• **Task instructions**: Report, as a single figure, how many lines in the records below include "topic".

• **Data section**:
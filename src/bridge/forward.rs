//! Upstream to downstream forwarding path

use std::sync::Arc;

use tokio::sync::broadcast;

use super::events::{DropReason, RelayEvent};
use super::stats::RelayStats;
use crate::connection::{BrokerConnection, ConnectionError, ConnectionState, MessageHandler};
use crate::message::Message;

/// Build the upstream message handler that republishes onto `downstream`
pub(crate) fn forwarder(
    downstream: Arc<BrokerConnection>,
    events: broadcast::Sender<RelayEvent>,
    stats: Arc<RelayStats>,
) -> MessageHandler {
    Arc::new(move |message| forward(&downstream, &events, &stats, message))
}

/// Republish one message unchanged, or drop it
///
/// Never retries and never buffers: a message that cannot be handed to the
/// downstream session right now is gone.
pub(crate) fn forward(
    downstream: &BrokerConnection,
    events: &broadcast::Sender<RelayEvent>,
    stats: &RelayStats,
    message: Message,
) {
    if downstream.state() != ConnectionState::Connected {
        drop_message(events, stats, message.topic, DropReason::DownstreamUnavailable);
        return;
    }

    match downstream.publish(&message) {
        Ok(()) => {
            stats.record_forwarded();
            let _ = events.send(RelayEvent::Forwarded {
                topic: message.topic,
                qos: message.qos,
                retain: message.retain,
            });
        }
        // Lost the race with a disconnect
        Err(ConnectionError::NotConnected) => {
            drop_message(events, stats, message.topic, DropReason::DownstreamUnavailable);
        }
        Err(e) => {
            drop_message(
                events,
                stats,
                message.topic,
                DropReason::PublishFailed(e.to_string()),
            );
        }
    }
}

pub(crate) fn drop_message(
    events: &broadcast::Sender<RelayEvent>,
    stats: &RelayStats,
    topic: String,
    reason: DropReason,
) {
    match reason {
        DropReason::DownstreamUnavailable => stats.record_dropped(),
        _ => stats.record_failed(),
    }
    let _ = events.send(RelayEvent::Dropped { topic, reason });
}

• **Task result**: 6